## Goal of the exercise
Word for word, restate the lines of the data from the first through the one containing "doc: &'a mut", and nothing else.
*** Opening of Available records ***
// Copyright 2026 Phillip Cloud
// Licensed under the Apache License, Version 2.0

use crate::{Document, NodeId};

/// Chained element construction, detached until `append_to` or `build`
/// attaches it.
pub struct ElementBuilder<'a> {
    doc: &'a mut Document,
    node: NodeId,
}

impl Document {
    pub fn build(&mut self, tag: &str) -> ElementBuilder<'_> {
        let node = self.create_element(tag);
        ElementBuilder { doc: self, node }
    }
}

impl ElementBuilder<'_> {
    #[must_use]
    pub fn id(self, id: &str) -> Self {
        self.doc.set_id(self.node, id);
        self
    }

    /// Accepts a space-separated class list.
    #[must_use]
    pub fn class(self, classes: &str) -> Self {
        for class in classes.split_whitespace() {
            self.doc.add_class(self.node, class);
        }
        self
    }

    #[must_use]
    pub fn attr(self, name: &str, value: &str) -> Self {
        self.doc.set_attribute(self.node, name, value);
        self
    }

    #[must_use]
    pub fn data(self, key: &str, value: &str) -> Self {
        self.doc.set_data(self.node, key, value);
        self
    }

    #[must_use]
    pub fn style(self, property: &str, value: &str) -> Self {
        self.doc.set_style(self.node, property, value);
        self
    }

    #[must_use]
    pub fn text(self, text: &str) -> Self {
        self.doc.set_text(self.node, text);
        self
    }

    #[must_use]
    pub fn value(self, value: &str) -> Self {
        self.doc.set_value(self.node, value);
        self
    }

    pub fn append_to(self, parent: NodeId) -> NodeId {
        self.doc.append_child(parent, self.node);
        self.node
    }

    pub fn build(self) -> NodeId {
        self.node
    }
}

#[cfg(test)]
mod tests {
    use crate::Document;

    #[test]
    fn builder_sets_everything_and_attaches() {
        let mut doc = Document::new();
        let body = doc.body();
        let button = doc
            .build("button")
            .id("guardar")
            .class("btn btn-primary")
            .data("action", "guardar")
            .text("Guardar")
            .append_to(body);

        assert_eq!(doc.element_by_id("guardar"), Some(button));
        assert!(doc.has_class(button, "btn"));
        assert!(doc.has_class(button, "btn-primary"));
        assert_eq!(doc.data(button, "action"), Some("guardar"));
        assert_eq!(doc.text(button), "Guardar");
    }

    #[test]
    fn build_leaves_node_detached() {
        let mut doc = Document::new();
        let input = doc.build("input").attr("type", "hidden").value("3").build();
        assert!(!doc.is_connected(input));
        assert_eq!(doc.value(input), "3");
        assert_eq!(doc.attribute(input, "type"), Some("hidden"));
    }
}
*** Close of Available records ***
## Answer below
// Copyright 2026 Phillip Cloud
// Licensed under the Apache License, Version 2.0

use crate::{Document, NodeId};

/// Chained element construction, detached until `append_to` or `build`
/// attaches it.
pub struct ElementBuilder<'a> {
    doc: &'a mut Document,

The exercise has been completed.